« L’Asie n’est pas tout, l’Afrique pèse un poids dans les trafics du système Haropa », a commencé par présenter Nicolas Occis, président du directoire du Grand port maritime de Rouen et président d’Haropa. De Paris au Havre en passant par Rouen, l’Afrique occupe une grande place dans les trafics entrant et sortant d’Haropa. Cela ne concerne pas uniquement les trafics conteneurisés, a continué Nicolas Occis, mais aussi les vracs et notamment les vracs secs. En matière de conteneurs, les trafics entre Haropa et l’Afrique de l’Ouest ont représenté 126 893 EVP pleins en 2014. Vers l’Afrique du Nord, ce sont 34 920 EVP pleins qui ont transité par les ports d’Haropa. Des courants déséquilibrés puisque 16,2 % de ces trafics sont à l’import en Europe et 83,8 % sont des exportations françaises vers l’Afrique de l’Ouest. Le même déséquilibre se remarque avec l’Afrique du Nord. Les conteneurs pleins entrent pour 15,6 % en provenance d’Afrique du Nord quand 84,4 % sont expédiés depuis Haropa vers l’Afrique du Nord.
« Le système portuaire d’Haropa est multispécialiste avec l’Afrique. Outre les conteneurs et les vracs, nous exportons quelque 8 000 véhicules par an vers l’Afrique de l’Ouest et 5 000 vers l’Afrique du Nord », a continué Nicolas Occis. Des chiffres qui projettent Haropa à la place de premier port européen pour les relations conteneurisées avec l’Afrique de l’Ouest et du centre.
Et pour compléter cette présentation, Hervé Cornède, directeur commercial et marketing d’Haropa, a présenté les différentes liaisons maritimes avec le continent. Avec 17 armements assurant des lignes hebdomadaires conteneurisées avec l’Afrique de l’Ouest, Haropa dispose d’une offre complète. « Nous avons mené une étude de benchmarking avec nos principaux concurrents et nous constatons que nous offrons des temps de transport inférieurs vers de nombreuses destinations », a expliqué Hervé Cornède. Sur Abidjan, Pointe Noire et Téma, les liaisons se réalisent plus rapidement qu’avec Anvers (en gagnant un à quatre jours). Les lignes reliant le nord de l’Europe à Lagos et Douala affichent un temps équivalent.
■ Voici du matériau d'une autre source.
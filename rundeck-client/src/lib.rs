//! Rundeck HTTP Client
//!
//! A typed client for the Rundeck XML API. Responses are parsed into a
//! [`ResponseEnvelope`], checked for the server's error marker, and turned into
//! domain records by the transform registry.
//!
//! # Example
//!
//! ```no_run
//! use rundeck_client::{Auth, ClientConfig, RundeckClient, WaitOptions};
//! use rundeck_core::dto::job::RunJobOptions;
//!
//! #[tokio::main]
//! async fn main() -> anyhow::Result<()> {
//!     let config = ClientConfig::new("rundeck.example.com", Auth::Token("secret".into()));
//!     let client = RundeckClient::connect(config).await?;
//!
//!     let job_id = client.get_job_id("ops", "nightly-backup").await?;
//!     let execution = client
//!         .run_job_blocking(&job_id, &RunJobOptions::default(), &WaitOptions::default())
//!         .await?;
//!
//!     println!("Execution {} finished as {}", execution.id, execution.status);
//!     Ok(())
//! }
//! ```

pub mod config;
pub mod envelope;
pub mod error;
pub mod extract;
pub mod node_xml;
pub mod transform;
pub mod transport;
pub mod xml;

mod executions;
mod jobs;
mod poll;
mod projects;
mod system;

// Re-export commonly used types
pub use config::{Auth, ClientConfig, Protocol};
pub use envelope::ResponseEnvelope;
pub use error::{ClientError, Result};
pub use poll::WaitOptions;
pub use transform::{ResponseKind, Transformed};
pub use transport::{ApiRequest, HttpTransport, Method, RawResponse, RequestBody, Transport};

use std::fmt;
use std::sync::Arc;

use reqwest::StatusCode;
use tracing::debug;

/// Client for the Rundeck API
///
/// Endpoint methods are grouped by area:
/// - System information
/// - Jobs (list, run, export, import, delete)
/// - Executions and adhoc runs
/// - Projects, node resources and history
#[derive(Clone)]
pub struct RundeckClient {
    transport: Arc<dyn Transport>,
    api_version: u32,
}

impl fmt::Debug for RundeckClient {
    fn fmt(&self, f: &mut fmt::Formatter<'_>) -> fmt::Result {
        f.debug_struct("RundeckClient")
            .field("api_version", &self.api_version)
            .finish_non_exhaustive()
    }
}

impl RundeckClient {
    /// Connect to a server over HTTP
    ///
    /// Validates the configuration and authenticates before returning.
    pub async fn connect(config: ClientConfig) -> Result<Self> {
        let transport = HttpTransport::connect(&config).await?;
        Ok(Self::with_transport(transport, config.api_version))
    }

    /// Create a client over a custom transport
    pub fn with_transport(transport: impl Transport + 'static, api_version: u32) -> Self {
        Self {
            transport: Arc::new(transport),
            api_version,
        }
    }

    /// API version requests are made with
    pub fn api_version(&self) -> u32 {
        self.api_version
    }

    /// Fail before any request is sent when the configured version is too old
    pub(crate) fn require_version(&self, required: u32) -> Result<()> {
        if self.api_version < required {
            return Err(ClientError::UnsupportedOperation {
                required,
                configured: self.api_version,
            });
        }
        Ok(())
    }

    // =============================================================================
    // Response Handlers
    // =============================================================================

    /// Send a request and return the raw response, whatever its status
    pub async fn send(&self, request: ApiRequest) -> Result<RawResponse> {
        debug!("{:?} {}", request.method, request.path);
        self.transport.execute(request).await
    }

    /// Send a request and parse the envelope without checking for an error marker
    ///
    /// A non-2xx response whose body is not XML becomes a transport error.
    pub async fn request(&self, request: ApiRequest) -> Result<ResponseEnvelope> {
        let raw = self.send(request).await?;
        match ResponseEnvelope::parse(&raw.body, self.api_version) {
            Ok(envelope) => Ok(envelope.with_http_status(raw.status)),
            Err(err) if raw.is_success() => Err(err),
            Err(_) => Err(status_error(&raw)),
        }
    }

    /// Send a request and parse the envelope, failing on an error marker
    pub(crate) async fn request_checked(&self, request: ApiRequest) -> Result<ResponseEnvelope> {
        let envelope = self.request(request).await?.raise_for_error()?;
        match envelope.http_status() {
            Some(status) if !(200..300).contains(&status) => {
                Err(ClientError::http_status(status, envelope.message()))
            }
            _ => Ok(envelope),
        }
    }

    /// Send a request whose successful body is not an envelope
    pub(crate) async fn request_text(&self, request: ApiRequest) -> Result<String> {
        let raw = self.send(request).await?;
        if raw.is_success() {
            return Ok(raw.body);
        }
        Err(self.classify_failure(raw))
    }

    /// Send a request and run the registry transform for `kind` over the checked envelope
    pub async fn apply(&self, kind: ResponseKind, request: ApiRequest) -> Result<Transformed> {
        let envelope = self.request_checked(request).await?;
        transform::apply(kind, &envelope)
    }

    fn classify_failure(&self, raw: RawResponse) -> ClientError {
        match ResponseEnvelope::parse(&raw.body, self.api_version) {
            Ok(envelope) if !envelope.success() => ClientError::RemoteOperation {
                message: envelope.message().to_string(),
                envelope: Box::new(envelope.with_http_status(raw.status)),
            },
            _ => status_error(&raw),
        }
    }
}

fn status_error(raw: &RawResponse) -> ClientError {
    let body = raw.body.trim();
    let message = if body.is_empty() {
        StatusCode::from_u16(raw.status)
            .ok()
            .and_then(|s| s.canonical_reason())
            .unwrap_or("Unknown error")
            .to_string()
    } else {
        body.chars().take(200).collect()
    };
    ClientError::http_status(raw.status, message)
}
À se comparer avec Marseille-Fos, les différences sont plus nettement à l’avantage du pôle portuaire séquanien qui affiche une réduction entre six et onze jours en fonction de la destination.
Cette étude a été déclinée sur d’autres filières comme les véhicules. Globalement, Haropa se place en bonne position pour les destinations ouest-africaines vis-à-vis d’Anvers et de Fos et notamment sur Luanda, en Angola. Une bonne place qui permet aux ports de Seine de se présenter comme le premier port français d’exportation de véhicules d’occasion vers l’Afrique de l’Ouest.
L’Afrique est un puzzle avec autant de pièces qu’il existe de pays
Disposer de liaisons maritimes avec l’Afrique présente de nombreux avantages, mais doit aussi se réaliser en fonction des particularités des pays, a souligné Damas Kakoudja, représentant en Europe du Conseil gabonais des chargeurs. « L’Afrique est particulière avec ses pays côtiers, ses ports et ses infrastructures terrestres, mais aussi ses pays enclavés dont la richesse reste importante. » Il faut considérer la logistique avec l’Afrique comme un puzzle avec autant de pièces qu’il existe de pays. Mais, pour améliorer la logistique, l’Afrique doit réaliser des efforts pour porter son système des transports au niveau des standards internationaux. « Nous travaillons, au Conseil gabonais des chargeurs mais aussi au niveau continental à l’Union des conseils des chargeurs africains, sur la mise ne place dans les différents pays de guichets uniques pour la fluidification des trafics. » Parce que l’Afrique souffre encore de sa congestion portuaire qui se répercute sur la pauvreté des populations du continent. Les sujets des particularités de la logistique avec l’Afrique sont nombreux, a continué Damas Kakoudja, mais les efforts et la volonté politique sont présents pour pousser vers une plus grande intégration de ces systèmes à l’international. Et Philippe Dehays, président de l’Union portuaire rouennaise et directeur régional de Centrimex, a souhaité nuancer ces propos. « L’Afrique a fait de grands efforts sur ses infrastructures même s’il reste encore des goulets d’étranglement. » Une position partagée par Philippe Rozo, de SDV, qui reconnaît rencontrer encore des difficultés dans certains corridors pour rejoindre les pays enclavés, voire aussi des blocages sur les routes.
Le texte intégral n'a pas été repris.